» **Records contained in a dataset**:

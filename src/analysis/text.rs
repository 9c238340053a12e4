//! Text normalization and tokenization for lexicon matching.

use std::sync::LazyLock;

use regex::Regex;
use unicode_normalization::UnicodeNormalization;
use unicode_normalization::char::canonical_combining_class;

static TOKEN_PATTERN: LazyLock<Regex> = LazyLock::new(|| {
    Regex::new(r"(?:#\w+(?:-\w+)*)|\b\w+\b").expect("token pattern is a valid regex")
});

/// Lower-cases `text` and strips diacritics so that `"Péssimo"` and
/// `"pessimo"` compare equal.
#[must_use]
pub fn normalize_text(text: &str) -> String {
    text.to_lowercase()
        .nfd()
        .filter(|c| canonical_combining_class(*c) == 0)
        .collect()
}

/// Splits message content into word tokens. Hashtag-shaped runs such as
/// `#black-friday` are kept as a single token.
#[must_use]
pub fn tokenize(content: &str) -> Vec<&str> {
    TOKEN_PATTERN
        .find_iter(content)
        .map(|m| m.as_str())
        .collect()
}
use chrono::{DateTime, NaiveDateTime, Utc};
use serde::{Deserialize, Deserializer, Serialize};

/// Layouts accepted for timestamps that carry no UTC offset.
const NAIVE_TIMESTAMP_FORMATS: [&str; 2] = ["%Y-%m-%dT%H:%M:%S%.f", "%Y-%m-%d %H:%M:%S%.f"];

/// A single feed post as received from the client.
///
/// Once deserialized and validated a `Message` is never mutated; every stage of
/// the analysis reads it by reference.
#[derive(Serialize, Deserialize, Clone, Debug, PartialEq)]
pub struct Message {
    pub id: String,
    pub content: String,
    #[serde(deserialize_with = "deserialize_timestamp")]
    pub timestamp: DateTime<Utc>,
    pub user_id: String,
    #[serde(default)]
    pub hashtags: Vec<String>,
    #[serde(default)]
    pub reactions: u64,
    #[serde(default)]
    pub shares: u64,
    #[serde(default)]
    pub views: u64,
}

/// Body of `POST /analyze-feed`.
#[derive(Serialize, Deserialize, Clone, Debug)]
pub struct FeedRequest {
    pub messages: Vec<Message>,
    pub time_window_minutes: i64,
}

/// RFC 3339 timestamps keep their offset; offset-less ones are read as UTC.
fn deserialize_timestamp<'de, D>(deserializer: D) -> Result<DateTime<Utc>, D::Error>
where
    D: Deserializer<'de>,
{
    let raw = String::deserialize(deserializer)?;
    if let Ok(timestamp) = raw.parse::<DateTime<Utc>>() {
        return Ok(timestamp);
    }
    NAIVE_TIMESTAMP_FORMATS
        .iter()
        .find_map(|format| NaiveDateTime::parse_from_str(&raw, format).ok())
        .map(|naive| naive.and_utc())
        .ok_or_else(|| serde::de::Error::custom(format!("invalid timestamp {raw:?}")))
}
use feed_analyzer::error::AnalyzerError;

#[tokio::main]
async fn main() -> Result<(), AnalyzerError> {
    feed_analyzer::app::run().await
}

» **WORK TASK**: Your reply must contain each entry, reproduced exactly.

» **REPLY TO THE TASK**:
filename src/analysis/text.rs
repository 9c238340053a12e4
//! Text normalization and tokenization for lexicon matching.

use std::sync::LazyLock;

use regex::Regex;
use unicode_normalization::UnicodeNormalization;
use unicode_normalization::char::canonical_combining_class;

static TOKEN_PATTERN: LazyLock<Regex> = LazyLock::new(|| {
    Regex::new(r"(?:#\w+(?:-\w+)*)|\b\w+\b").expect("token pattern is a valid regex")
});

/// Lower-cases `text` and strips diacritics so that `"Péssimo"` and
/// `"pessimo"` compare equal.
#[must_use]
pub fn normalize_text(text: &str) -> String {
    text.to_lowercase()
        .nfd()
        .filter(|c| canonical_combining_class(*c) == 0)
        .collect()
}

/// Splits message content into word tokens. Hashtag-shaped runs such as
/// `#black-friday` are kept as a single token.
#[must_use]
pub fn tokenize(content: &str) -> Vec<&str> {
    TOKEN_PATTERN
        .find_iter(content)
        .map(|m| m.as_str())
        .collect()
}
use chrono::{DateTime, NaiveDateTime, Utc};
use serde::{Deserialize, Deserializer, Serialize};

/// Layouts accepted for timestamps that carry no UTC offset.
const NAIVE_TIMESTAMP_FORMATS: [&str; 2] = ["%Y-%m-%dT%H:%M:%S%.f", "%Y-%m-%d %H:%M:%S%.f"];

/// A single feed post as received from the client.
///
/// Once deserialized and validated a `Message` is never mutated; every stage of
/// the analysis reads it by reference.
#[derive(Serialize, Deserialize, Clone, Debug, PartialEq)]
pub struct Message {
    pub id: String,
    pub content: String,
    #[serde(deserialize_with = "deserialize_timestamp")]
    pub timestamp: DateTime<Utc>,
    pub user_id: String,
    #[serde(default)]
    pub hashtags: Vec<String>,
    #[serde(default)]
    pub reactions: u64,
    #[serde(default)]
    pub shares: u64,
    #[serde(default)]
    pub views: u64,
}

/// Body of `POST /analyze-feed`.
#[derive(Serialize, Deserialize, Clone, Debug)]
pub struct FeedRequest {
    pub messages: Vec<Message>,
    pub time_window_minutes: i64,
}

/// RFC 3339 timestamps keep their offset; offset-less ones are read as UTC.
fn deserialize_timestamp<'de, D>(deserializer: D) -> Result<DateTime<Utc>, D::Error>
where
    D: Deserializer<'de>,
{
    let raw = String::deserialize(deserializer)?;
    if let Ok(timestamp) = raw.parse::<DateTime<Utc>>() {
        return Ok(timestamp);
    }
    NAIVE_TIMESTAMP_FORMATS
        .iter()
        .find_map(|format| NaiveDateTime::parse_from_str(&raw, format).ok())
        .map(|naive| naive.and_utc())
        .ok_or_else(|| serde::de::Error::custom(format!("invalid timestamp {raw:?}")))
}
use feed_analyzer::error::AnalyzerError;

#[tokio::main]
async fn main() -> Result<(), AnalyzerError> {
    feed_analyzer::app::run().await
}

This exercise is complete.